As farmers and ranchers, you spend the majority of each day outdoors during the hot summer months, so it’s especially important for you to know how to best protect yourself from the sun’s damaging rays, which could lead to heat stress and a variety of medical complications. Following are some tips from the Carle Foundation Hospital Center for Rural Health and Safety to keep you safe this summer.

 Prevention

  • Stay out of the heat between 10 a.m. and 2 p.m. if possible.
  • Postpone non-essential tasks.
  • Drink plenty of water. If you are thirsty, you are already dehydrated. However, after a certain point, you lose your sense of thirst and are in very serious danger. This is indicated by lack of perspiration.
  • If the outside temperature or heat index is:
  • Up to 102ºF, you should drink a minimum of 1/2 pint of water every 30 minutes.
  • 103ºF – 106ºF, you should drink a minimum of 1/2 pint of water every 15 minutes.
  • 107Fº – 112ºF, you should drink a minimum of 1/2 pint every 10 minutes.
  • Encourage your employees to take a break and drink water.
  • Drink water - not soda, tea, or coffee. Soda contains sodium and can actually speed up dehydration. Coffee and tea contain diuretics and speed up water loss.
  • Avoid confined spaces until the temperature cools down.
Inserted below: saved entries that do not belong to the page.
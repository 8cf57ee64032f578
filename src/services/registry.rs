use serde::Deserialize;
use std::path::Path;
use std::sync::{Arc, RwLock};
use thiserror::Error;

use crate::models::DonorRecord;

/// Errors that can occur with registry operations
#[derive(Debug, Error)]
pub enum RegistryError {
    #[error("Failed to read seed file: {0}")]
    Io(#[from] std::io::Error),

    #[error("Invalid seed file: {0}")]
    Parse(#[from] toml::de::Error),

    #[error("Donor already registered: {0}")]
    DuplicateId(String),

    #[error("Donor not found: {0}")]
    NotFound(String),

    #[error("Registry lock poisoned")]
    Poisoned,
}

#[derive(Debug, Deserialize)]
struct SeedFile {
    #[serde(default)]
    donors: Vec<DonorRecord>,
}

/// In-memory donor registry
///
/// Readers take an `Arc` snapshot of the current donor list. Writers build a
/// new list and swap it in, so a snapshot never changes once handed out.
#[derive(Debug, Default)]
pub struct DonorRegistry {
    donors: RwLock<Arc<Vec<DonorRecord>>>,
}

impl DonorRegistry {
    pub fn new() -> Self {
        Self::default()
    }

    /// Build a registry from records, rejecting duplicate ids
    pub fn from_records(records: Vec<DonorRecord>) -> Result<Self, RegistryError> {
        let mut seen = std::collections::HashSet::new();
        for record in &records {
            if !seen.insert(record.id.as_str()) {
                return Err(RegistryError::DuplicateId(record.id.clone()));
            }
        }

        Ok(Self {
            donors: RwLock::new(Arc::new(records)),
        })
    }

    /// Parse a TOML seed document with a `[[donors]]` array
    pub fn from_toml_str(contents: &str) -> Result<Self, RegistryError> {
        let seed: SeedFile = toml::from_str(contents)?;
        Self::from_records(seed.donors)
    }

    /// Load the registry from a TOML seed file
    pub fn load_seed<P: AsRef<Path>>(path: P) -> Result<Self, RegistryError> {
        let contents = std::fs::read_to_string(path.as_ref())?;
        let registry = Self::from_toml_str(&contents)?;
        tracing::info!(
            "Loaded {} donors from {}",
            registry.len(),
            path.as_ref().display()
        );
        Ok(registry)
    }

    /// Current donor list; unaffected by later registrations
    pub fn snapshot(&self) -> Arc<Vec<DonorRecord>> {
        match self.donors.read() {
            Ok(guard) => Arc::clone(&guard),
            Err(poisoned) => Arc::clone(&poisoned.into_inner()),
        }
    }

    /// Add a donor
    pub fn register(&self, record: DonorRecord) -> Result<(), RegistryError> {
        let mut guard = self.donors.write().map_err(|_| RegistryError::Poisoned)?;

        if guard.iter().any(|d| d.id == record.id) {
            return Err(RegistryError::DuplicateId(record.id));
        }

        let mut next = Vec::with_capacity(guard.len() + 1);
        next.extend(guard.iter().cloned());
        tracing::debug!("Registering donor {} ({})", record.id, record.blood_type);
        next.push(record);
        *guard = Arc::new(next);

        Ok(())
    }

    /// Change one donor in place and return the updated record.
    ///
    /// Like `register`, the change lands in a new list; earlier snapshots keep
    /// the old record.
    pub fn update<F>(&self, id: &str, change: F) -> Result<DonorRecord, RegistryError>
    where
        F: FnOnce(&mut DonorRecord),
    {
        let mut guard = self.donors.write().map_err(|_| RegistryError::Poisoned)?;

        let index = guard
            .iter()
            .position(|d| d.id == id)
            .ok_or_else(|| RegistryError::NotFound(id.to_string()))?;

        let mut next: Vec<DonorRecord> = guard.iter().cloned().collect();
        change(&mut next[index]);
        let updated = next[index].clone();
        tracing::debug!(
            "Updated donor {} (available={}, organs={})",
            updated.id,
            updated.available,
            updated.organs.len()
        );
        *guard = Arc::new(next);

        Ok(updated)
    }

    pub fn get(&self, id: &str) -> Option<DonorRecord> {
        self.snapshot().iter().find(|d| d.id == id).cloned()
    }

    pub fn len(&self) -> usize {
        self.snapshot().len()
    }

    pub fn is_empty(&self) -> bool {
        self.len() == 0
    }
}

#[cfg(test)]
mod tests {
    use super::*;
    use crate::models::BloodType;

    fn donor(id: &str) -> DonorRecord {
        DonorRecord {
            id: id.to_string(),
            name: format!("Donor {}", id),
            age: 40,
            blood_type: BloodType::BNegative,
            organs: vec![],
            last_donation: None,
            city: "Oakland".to_string(),
            state: "CA".to_string(),
            available: true,
            distance_km: None,
        }
    }

    #[test]
    fn test_register_and_get() {
        let registry = DonorRegistry::new();
        registry.register(donor("1")).unwrap();

        assert_eq!(registry.len(), 1);
        assert_eq!(registry.get("1").unwrap().name, "Donor 1");
        assert!(registry.get("2").is_none());
    }

    #[test]
    fn test_duplicate_rejected() {
        let registry = DonorRegistry::new();
        registry.register(donor("1")).unwrap();

        let err = registry.register(donor("1")).unwrap_err();
        assert!(matches!(err, RegistryError::DuplicateId(id) if id == "1"));
        assert_eq!(registry.len(), 1);

        assert!(DonorRegistry::from_records(vec![donor("a"), donor("a")]).is_err());
    }

    #[test]
    fn test_snapshot_isolated_from_writes() {
        let registry = DonorRegistry::from_records(vec![donor("1")]).unwrap();
        let before = registry.snapshot();

        registry.register(donor("2")).unwrap();

        assert_eq!(before.len(), 1);
        assert_eq!(registry.snapshot().len(), 2);
    }

    #[test]
    fn test_update_leaves_earlier_snapshot_untouched() {
        let registry = DonorRegistry::from_records(vec![donor("1"), donor("2")]).unwrap();
        let before = registry.snapshot();

        let updated = registry.update("2", |d| d.available = false).unwrap();

        assert!(!updated.available);
        assert!(before[1].available);
        assert!(!registry.get("2").unwrap().available);
        assert!(registry.get("1").unwrap().available);
    }

    #[test]
    fn test_update_unknown_id() {
        let registry = DonorRegistry::from_records(vec![donor("1")]).unwrap();
        let err = registry.update("9", |d| d.available = false).unwrap_err();
        assert!(matches!(err, RegistryError::NotFound(id) if id == "9"));
    }

    #[test]
    fn test_seed_from_toml() {
        let seed = r#"
            [[donors]]
            id = "1"
            name = "John Doe"
            age = 28
            bloodType = "O+"
            city = "San Francisco"
            state = "CA"
            available = true
            lastDonation = "2023-01-15T00:00:00Z"
            distanceKm = 2.4

            [[donors]]
            id = "2"
            name = "Jane Smith"
            age = 35
            bloodType = "A-"
            organs = ["Kidney", "Liver"]
            city = "San Francisco"
            state = "CA"
        "#;

        let registry = DonorRegistry::from_toml_str(seed).unwrap();
        let snapshot = registry.snapshot();

        assert_eq!(snapshot.len(), 2);
        assert_eq!(snapshot[0].blood_type, BloodType::OPositive);
        assert!(snapshot[0].last_donation.is_some());
        assert!(snapshot[1].available);
        assert_eq!(snapshot[1].organs.len(), 2);
    }

    #[test]
    fn test_seed_rejects_unknown_blood_type() {
        let seed = r#"
            [[donors]]
            id = "1"
            name = "X"
            age = 30
            bloodType = "Z+"
            city = "Oakland"
            state = "CA"
        "#;

        assert!(matches!(
            DonorRegistry::from_toml_str(seed),
            Err(RegistryError::Parse(_))
        ));
    }
}
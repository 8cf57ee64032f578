// Core algorithm exports
pub mod compatibility;
pub mod eligibility;
pub mod filters;
pub mod matcher;
pub mod ranking;
pub mod screening;

pub use compatibility::{can_donate_to, compatible_donors_for, is_compatible};
pub use eligibility::{days_since, is_eligible, EligibilityRules};
pub use filters::{is_ready_to_donate, matches_location, matches_need, within_distance};
pub use matcher::Matcher;
pub use ranking::rank_by_distance;
pub use screening::{assess, EligibilityAssessment, ScreeningThresholds};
Consider putting hay in a barn the morning after it has been baled or later in the evening when temperatures drop if possible.
  • Stay in the shade as much as possible and use umbrellas and brimmed hats if you cannot be in a cab tractor.
  • Get off the tractor once every hour and find some shade for a break - farm equipment can produce a lot of additional heat.

 Treatment:

  • Get out of the heat and move into shade or air conditioning.
  • Remove excess clothing.
  • Apply cool cloths to the back of the neck.
  • Use a fan.
  • Give fluids, but only if the patient is alert and oriented.
  • If the patient shows any signs of heat exhaustion or heat stroke (muscle cramps, heavy sweating, weakness, dizziness, fainting, headache, nausea or vomiting), have them lie down and elevate their feet 12 to 18 inches.
  • Seek medical help if vomiting occurs. If body temperature is not down with one hour the patient could develop an altered mental status.